> _WHAT IS NEEDED_: Show, in full, each line of the data that contains "resized".

> _THE INPUT_:
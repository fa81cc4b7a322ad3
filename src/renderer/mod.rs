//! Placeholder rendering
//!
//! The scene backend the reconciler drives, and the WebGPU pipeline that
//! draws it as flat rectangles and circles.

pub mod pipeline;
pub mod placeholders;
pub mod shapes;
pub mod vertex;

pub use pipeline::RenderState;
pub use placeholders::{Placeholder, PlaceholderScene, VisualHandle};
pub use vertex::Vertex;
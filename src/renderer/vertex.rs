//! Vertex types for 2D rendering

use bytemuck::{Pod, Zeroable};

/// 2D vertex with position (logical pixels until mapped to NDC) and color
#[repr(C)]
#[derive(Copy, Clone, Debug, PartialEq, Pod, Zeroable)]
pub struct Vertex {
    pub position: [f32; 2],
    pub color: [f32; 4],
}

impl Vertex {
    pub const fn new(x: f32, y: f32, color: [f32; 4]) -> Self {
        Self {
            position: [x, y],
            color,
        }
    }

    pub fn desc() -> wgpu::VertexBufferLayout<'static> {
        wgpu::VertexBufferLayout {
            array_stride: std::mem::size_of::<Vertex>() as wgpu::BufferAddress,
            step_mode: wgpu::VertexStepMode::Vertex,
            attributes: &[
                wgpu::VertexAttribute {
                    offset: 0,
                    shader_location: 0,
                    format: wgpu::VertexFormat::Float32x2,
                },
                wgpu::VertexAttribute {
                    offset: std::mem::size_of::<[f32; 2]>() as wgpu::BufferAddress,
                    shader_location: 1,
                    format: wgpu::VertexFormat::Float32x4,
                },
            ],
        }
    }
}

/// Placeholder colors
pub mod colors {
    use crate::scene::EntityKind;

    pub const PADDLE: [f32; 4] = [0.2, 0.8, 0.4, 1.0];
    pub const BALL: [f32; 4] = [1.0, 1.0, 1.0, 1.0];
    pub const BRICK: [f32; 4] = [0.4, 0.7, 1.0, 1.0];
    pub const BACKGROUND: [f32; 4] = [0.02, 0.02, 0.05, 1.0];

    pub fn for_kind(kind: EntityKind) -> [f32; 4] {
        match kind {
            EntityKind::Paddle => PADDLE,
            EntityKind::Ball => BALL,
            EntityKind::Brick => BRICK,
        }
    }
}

--

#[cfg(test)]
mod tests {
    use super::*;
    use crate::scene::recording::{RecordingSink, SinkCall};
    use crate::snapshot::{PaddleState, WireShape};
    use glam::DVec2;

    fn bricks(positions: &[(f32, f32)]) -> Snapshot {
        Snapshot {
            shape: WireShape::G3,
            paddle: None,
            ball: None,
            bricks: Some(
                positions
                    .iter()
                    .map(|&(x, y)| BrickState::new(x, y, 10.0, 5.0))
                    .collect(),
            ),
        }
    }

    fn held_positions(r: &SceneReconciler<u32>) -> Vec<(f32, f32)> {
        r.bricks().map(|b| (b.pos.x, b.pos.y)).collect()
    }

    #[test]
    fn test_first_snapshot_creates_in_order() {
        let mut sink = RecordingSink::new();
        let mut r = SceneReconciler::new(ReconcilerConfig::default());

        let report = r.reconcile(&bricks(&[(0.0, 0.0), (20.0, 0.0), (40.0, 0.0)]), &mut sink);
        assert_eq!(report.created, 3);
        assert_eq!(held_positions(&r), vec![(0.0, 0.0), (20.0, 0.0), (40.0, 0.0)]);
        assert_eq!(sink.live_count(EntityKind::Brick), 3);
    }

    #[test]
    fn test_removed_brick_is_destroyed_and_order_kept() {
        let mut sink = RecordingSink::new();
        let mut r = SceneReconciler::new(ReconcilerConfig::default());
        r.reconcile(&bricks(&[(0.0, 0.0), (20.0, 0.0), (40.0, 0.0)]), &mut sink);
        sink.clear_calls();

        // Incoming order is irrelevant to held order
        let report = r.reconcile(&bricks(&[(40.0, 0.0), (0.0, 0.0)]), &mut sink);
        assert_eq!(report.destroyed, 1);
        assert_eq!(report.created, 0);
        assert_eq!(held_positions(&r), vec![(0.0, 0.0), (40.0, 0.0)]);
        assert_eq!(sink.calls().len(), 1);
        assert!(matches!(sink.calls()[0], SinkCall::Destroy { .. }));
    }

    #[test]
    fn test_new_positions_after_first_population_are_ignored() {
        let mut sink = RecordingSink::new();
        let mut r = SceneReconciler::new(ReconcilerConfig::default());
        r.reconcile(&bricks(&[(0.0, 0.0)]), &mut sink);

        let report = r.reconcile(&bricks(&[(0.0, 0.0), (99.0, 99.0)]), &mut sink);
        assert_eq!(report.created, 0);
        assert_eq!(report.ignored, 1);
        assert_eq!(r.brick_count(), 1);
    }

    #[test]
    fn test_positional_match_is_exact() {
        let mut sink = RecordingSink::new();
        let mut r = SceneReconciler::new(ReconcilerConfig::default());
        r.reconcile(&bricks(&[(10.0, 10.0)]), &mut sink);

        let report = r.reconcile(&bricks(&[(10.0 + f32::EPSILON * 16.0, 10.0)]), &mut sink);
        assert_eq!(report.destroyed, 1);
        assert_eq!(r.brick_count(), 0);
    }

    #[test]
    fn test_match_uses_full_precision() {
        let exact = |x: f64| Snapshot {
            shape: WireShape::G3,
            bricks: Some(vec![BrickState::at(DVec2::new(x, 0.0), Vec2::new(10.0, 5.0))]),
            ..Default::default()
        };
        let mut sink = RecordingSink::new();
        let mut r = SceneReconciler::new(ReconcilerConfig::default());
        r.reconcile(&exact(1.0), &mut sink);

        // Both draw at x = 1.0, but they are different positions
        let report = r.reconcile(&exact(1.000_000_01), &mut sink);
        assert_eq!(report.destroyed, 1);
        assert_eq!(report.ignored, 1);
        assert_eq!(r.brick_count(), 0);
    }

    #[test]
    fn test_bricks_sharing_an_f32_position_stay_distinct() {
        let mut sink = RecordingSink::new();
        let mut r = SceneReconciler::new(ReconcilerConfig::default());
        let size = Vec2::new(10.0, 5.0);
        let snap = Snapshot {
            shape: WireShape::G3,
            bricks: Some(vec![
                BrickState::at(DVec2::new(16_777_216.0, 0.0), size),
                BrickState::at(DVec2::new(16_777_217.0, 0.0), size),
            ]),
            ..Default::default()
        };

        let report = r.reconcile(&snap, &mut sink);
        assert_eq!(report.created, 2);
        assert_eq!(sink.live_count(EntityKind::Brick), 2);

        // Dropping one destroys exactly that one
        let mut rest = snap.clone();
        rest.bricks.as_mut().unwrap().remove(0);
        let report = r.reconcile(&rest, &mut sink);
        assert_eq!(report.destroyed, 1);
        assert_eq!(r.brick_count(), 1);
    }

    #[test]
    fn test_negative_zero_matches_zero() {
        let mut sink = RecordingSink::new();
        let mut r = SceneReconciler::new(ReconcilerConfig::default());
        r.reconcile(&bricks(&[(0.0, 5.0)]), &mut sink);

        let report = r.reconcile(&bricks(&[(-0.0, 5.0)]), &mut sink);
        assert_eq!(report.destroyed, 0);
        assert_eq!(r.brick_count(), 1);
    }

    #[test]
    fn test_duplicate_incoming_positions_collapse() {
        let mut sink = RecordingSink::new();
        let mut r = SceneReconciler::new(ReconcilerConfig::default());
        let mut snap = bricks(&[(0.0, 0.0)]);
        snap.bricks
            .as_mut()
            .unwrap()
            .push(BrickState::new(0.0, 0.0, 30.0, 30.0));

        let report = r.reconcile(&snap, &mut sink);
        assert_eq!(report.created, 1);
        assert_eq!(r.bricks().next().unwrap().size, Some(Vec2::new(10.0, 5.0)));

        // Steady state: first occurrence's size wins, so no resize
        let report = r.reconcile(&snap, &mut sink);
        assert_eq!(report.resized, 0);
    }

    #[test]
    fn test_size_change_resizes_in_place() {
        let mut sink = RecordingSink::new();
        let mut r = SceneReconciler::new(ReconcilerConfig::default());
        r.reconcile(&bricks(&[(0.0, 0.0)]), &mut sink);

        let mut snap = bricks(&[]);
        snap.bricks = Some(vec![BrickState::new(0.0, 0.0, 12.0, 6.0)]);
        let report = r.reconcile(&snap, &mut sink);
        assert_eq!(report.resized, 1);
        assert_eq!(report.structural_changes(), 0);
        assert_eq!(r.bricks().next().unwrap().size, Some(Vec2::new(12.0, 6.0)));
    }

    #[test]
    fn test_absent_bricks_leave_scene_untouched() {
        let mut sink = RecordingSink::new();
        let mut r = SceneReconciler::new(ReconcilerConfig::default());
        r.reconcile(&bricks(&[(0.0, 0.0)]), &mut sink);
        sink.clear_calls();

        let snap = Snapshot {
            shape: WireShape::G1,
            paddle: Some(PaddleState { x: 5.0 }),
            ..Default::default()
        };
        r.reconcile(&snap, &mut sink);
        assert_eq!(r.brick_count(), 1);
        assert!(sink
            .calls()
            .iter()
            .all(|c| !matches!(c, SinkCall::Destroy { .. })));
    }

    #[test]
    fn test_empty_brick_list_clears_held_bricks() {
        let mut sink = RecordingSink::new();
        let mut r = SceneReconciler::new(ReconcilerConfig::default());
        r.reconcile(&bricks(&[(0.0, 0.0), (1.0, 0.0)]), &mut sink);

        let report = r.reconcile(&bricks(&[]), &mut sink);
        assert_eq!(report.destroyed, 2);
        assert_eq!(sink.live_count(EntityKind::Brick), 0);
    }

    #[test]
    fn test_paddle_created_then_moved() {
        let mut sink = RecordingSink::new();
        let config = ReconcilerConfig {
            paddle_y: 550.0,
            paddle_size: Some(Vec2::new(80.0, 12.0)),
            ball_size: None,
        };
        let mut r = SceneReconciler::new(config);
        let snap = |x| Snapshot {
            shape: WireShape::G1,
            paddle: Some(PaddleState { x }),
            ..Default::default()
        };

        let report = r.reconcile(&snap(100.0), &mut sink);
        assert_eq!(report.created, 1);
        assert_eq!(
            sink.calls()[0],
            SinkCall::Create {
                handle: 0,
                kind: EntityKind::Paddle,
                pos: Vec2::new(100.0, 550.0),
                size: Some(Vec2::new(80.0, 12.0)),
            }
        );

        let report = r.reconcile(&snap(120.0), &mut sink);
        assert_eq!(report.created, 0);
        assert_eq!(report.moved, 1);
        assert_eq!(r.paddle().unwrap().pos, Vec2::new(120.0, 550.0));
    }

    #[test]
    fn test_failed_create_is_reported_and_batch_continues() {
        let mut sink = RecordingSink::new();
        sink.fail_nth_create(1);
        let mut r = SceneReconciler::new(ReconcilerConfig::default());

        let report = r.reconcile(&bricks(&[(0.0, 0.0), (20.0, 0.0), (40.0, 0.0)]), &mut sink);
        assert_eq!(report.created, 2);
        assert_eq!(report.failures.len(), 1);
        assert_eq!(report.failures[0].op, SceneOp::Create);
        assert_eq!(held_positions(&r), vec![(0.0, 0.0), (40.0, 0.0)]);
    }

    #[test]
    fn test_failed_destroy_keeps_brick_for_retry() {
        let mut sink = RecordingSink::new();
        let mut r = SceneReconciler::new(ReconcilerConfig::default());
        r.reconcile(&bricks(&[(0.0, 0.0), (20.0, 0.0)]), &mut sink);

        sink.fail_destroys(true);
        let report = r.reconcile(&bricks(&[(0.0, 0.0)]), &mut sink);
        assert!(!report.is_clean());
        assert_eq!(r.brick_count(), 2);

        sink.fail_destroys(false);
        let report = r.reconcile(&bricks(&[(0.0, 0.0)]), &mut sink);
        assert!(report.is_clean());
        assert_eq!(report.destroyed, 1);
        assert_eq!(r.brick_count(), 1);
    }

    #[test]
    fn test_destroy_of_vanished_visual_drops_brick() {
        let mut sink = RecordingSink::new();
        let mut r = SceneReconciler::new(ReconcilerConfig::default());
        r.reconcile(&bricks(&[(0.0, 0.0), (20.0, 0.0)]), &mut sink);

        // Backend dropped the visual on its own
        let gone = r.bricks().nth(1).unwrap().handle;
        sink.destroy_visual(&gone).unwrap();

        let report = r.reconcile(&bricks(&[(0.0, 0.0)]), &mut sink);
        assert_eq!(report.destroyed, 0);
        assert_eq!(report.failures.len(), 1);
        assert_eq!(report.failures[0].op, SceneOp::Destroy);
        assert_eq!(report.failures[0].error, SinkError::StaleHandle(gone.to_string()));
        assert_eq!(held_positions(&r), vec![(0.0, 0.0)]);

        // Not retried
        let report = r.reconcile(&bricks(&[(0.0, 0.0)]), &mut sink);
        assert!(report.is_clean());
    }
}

> _TASK OUTPUT_:
        assert_eq!(report.resized, 0);
        assert_eq!(report.resized, 1);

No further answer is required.